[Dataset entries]
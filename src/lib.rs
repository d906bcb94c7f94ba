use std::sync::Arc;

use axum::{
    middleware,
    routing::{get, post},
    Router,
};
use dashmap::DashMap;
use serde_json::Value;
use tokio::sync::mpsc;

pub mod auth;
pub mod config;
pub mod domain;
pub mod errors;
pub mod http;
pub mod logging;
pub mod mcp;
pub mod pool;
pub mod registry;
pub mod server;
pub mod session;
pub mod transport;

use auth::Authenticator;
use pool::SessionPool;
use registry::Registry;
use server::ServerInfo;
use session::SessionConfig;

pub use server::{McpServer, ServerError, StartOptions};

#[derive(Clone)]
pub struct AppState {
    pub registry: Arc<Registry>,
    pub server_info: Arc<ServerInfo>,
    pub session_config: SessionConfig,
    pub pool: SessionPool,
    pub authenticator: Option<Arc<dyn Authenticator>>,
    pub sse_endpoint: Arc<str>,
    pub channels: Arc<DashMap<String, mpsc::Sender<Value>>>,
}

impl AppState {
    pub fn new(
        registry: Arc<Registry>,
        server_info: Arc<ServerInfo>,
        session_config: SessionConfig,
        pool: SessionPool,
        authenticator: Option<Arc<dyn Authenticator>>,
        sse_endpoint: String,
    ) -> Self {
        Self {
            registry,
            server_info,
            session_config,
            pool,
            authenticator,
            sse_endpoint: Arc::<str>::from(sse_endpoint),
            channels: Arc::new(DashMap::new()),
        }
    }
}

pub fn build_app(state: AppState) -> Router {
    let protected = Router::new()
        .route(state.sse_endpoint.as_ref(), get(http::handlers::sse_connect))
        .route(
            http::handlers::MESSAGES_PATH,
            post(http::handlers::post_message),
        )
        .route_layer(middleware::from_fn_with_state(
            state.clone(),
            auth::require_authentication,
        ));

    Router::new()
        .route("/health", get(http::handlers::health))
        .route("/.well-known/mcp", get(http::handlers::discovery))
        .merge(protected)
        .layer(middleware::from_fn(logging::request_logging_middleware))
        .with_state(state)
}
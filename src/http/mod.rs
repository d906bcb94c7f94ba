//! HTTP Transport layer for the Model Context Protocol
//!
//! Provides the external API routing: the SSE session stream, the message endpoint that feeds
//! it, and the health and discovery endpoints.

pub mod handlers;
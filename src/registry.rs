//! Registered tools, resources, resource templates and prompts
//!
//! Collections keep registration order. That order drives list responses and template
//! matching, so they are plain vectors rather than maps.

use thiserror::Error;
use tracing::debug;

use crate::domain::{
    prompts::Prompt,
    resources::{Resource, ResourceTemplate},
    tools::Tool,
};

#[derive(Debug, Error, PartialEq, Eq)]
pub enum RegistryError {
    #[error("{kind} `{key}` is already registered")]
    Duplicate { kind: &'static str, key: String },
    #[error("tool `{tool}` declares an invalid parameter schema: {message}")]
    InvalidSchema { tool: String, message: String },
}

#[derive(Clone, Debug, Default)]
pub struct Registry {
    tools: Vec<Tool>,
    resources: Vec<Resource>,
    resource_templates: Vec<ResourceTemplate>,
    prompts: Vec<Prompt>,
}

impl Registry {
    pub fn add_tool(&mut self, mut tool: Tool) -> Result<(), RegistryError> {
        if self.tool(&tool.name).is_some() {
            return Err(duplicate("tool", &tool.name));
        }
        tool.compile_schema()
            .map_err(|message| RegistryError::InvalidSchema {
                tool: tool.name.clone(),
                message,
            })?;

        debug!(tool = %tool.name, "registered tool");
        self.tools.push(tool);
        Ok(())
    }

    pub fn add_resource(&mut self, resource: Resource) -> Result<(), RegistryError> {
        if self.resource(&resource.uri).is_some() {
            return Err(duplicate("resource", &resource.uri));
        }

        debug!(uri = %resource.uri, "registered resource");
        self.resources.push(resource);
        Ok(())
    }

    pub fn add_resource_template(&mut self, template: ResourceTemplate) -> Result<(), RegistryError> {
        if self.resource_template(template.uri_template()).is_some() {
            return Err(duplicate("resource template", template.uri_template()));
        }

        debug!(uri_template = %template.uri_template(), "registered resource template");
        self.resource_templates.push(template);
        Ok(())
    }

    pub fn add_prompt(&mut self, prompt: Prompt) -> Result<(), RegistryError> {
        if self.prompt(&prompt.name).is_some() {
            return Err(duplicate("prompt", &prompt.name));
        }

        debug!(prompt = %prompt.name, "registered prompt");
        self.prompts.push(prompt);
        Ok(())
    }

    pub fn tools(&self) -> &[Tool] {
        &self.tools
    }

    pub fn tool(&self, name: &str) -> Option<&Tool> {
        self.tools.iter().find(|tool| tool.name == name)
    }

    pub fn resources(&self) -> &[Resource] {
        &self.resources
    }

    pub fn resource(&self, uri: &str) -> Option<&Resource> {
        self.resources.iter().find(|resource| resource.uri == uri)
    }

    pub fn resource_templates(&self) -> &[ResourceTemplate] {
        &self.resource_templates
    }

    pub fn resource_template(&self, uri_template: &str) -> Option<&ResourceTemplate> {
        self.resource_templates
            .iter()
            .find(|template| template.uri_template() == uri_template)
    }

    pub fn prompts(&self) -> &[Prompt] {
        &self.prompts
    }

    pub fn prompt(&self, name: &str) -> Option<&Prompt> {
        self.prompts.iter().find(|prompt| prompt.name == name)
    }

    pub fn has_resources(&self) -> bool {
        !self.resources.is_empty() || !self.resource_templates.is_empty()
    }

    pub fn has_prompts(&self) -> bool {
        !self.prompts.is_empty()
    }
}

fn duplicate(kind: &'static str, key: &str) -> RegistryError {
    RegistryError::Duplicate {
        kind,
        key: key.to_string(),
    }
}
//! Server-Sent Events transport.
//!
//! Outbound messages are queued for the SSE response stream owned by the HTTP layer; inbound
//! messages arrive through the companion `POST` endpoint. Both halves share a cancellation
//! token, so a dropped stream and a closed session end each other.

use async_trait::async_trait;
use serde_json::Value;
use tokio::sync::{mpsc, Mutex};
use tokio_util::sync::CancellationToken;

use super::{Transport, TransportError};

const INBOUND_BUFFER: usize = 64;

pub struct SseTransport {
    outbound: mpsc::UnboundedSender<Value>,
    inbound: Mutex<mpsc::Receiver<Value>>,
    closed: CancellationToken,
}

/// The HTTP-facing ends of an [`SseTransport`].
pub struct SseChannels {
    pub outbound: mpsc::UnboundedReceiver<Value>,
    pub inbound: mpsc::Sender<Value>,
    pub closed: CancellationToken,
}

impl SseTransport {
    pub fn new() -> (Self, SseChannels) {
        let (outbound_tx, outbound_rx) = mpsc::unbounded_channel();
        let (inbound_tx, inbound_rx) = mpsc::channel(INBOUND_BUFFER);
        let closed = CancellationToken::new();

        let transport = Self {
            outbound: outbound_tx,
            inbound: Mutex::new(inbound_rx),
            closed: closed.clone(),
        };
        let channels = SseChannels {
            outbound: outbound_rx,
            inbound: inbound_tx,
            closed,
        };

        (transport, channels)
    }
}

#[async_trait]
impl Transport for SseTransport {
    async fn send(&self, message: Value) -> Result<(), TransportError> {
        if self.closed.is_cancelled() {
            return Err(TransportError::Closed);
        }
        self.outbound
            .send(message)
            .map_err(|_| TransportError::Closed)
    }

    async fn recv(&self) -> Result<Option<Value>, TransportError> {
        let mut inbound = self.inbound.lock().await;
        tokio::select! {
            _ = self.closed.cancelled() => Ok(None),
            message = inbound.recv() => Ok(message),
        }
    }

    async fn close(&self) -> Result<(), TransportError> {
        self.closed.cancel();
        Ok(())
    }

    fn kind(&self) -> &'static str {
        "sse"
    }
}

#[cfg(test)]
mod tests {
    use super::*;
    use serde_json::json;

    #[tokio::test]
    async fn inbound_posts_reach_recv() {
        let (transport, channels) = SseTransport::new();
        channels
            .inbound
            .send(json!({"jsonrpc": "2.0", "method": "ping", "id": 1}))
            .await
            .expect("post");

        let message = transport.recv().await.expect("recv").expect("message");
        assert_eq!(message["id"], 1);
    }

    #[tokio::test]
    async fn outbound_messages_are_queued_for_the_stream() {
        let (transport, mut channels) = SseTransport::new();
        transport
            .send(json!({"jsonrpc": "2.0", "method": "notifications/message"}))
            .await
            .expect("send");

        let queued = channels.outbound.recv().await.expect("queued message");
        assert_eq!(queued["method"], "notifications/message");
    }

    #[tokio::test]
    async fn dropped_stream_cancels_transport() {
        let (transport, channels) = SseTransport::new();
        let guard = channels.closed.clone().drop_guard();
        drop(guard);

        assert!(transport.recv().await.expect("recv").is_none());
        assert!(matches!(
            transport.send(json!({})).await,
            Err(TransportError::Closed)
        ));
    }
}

→ **How to complete this task**
Retype the entries above exactly, but only from the line containing "message = inbound.recv()" through the line containing "use serde_json::json;", both included.

→ **Result for this exercise**
            message = inbound.recv() => Ok(message),
        }
    }

    async fn close(&self) -> Result<(), TransportError> {
        self.closed.cancel();
        Ok(())
    }

    fn kind(&self) -> &'static str {
        "sse"
    }
}

#[cfg(test)]
mod tests {
    use super::*;
    use serde_json::json;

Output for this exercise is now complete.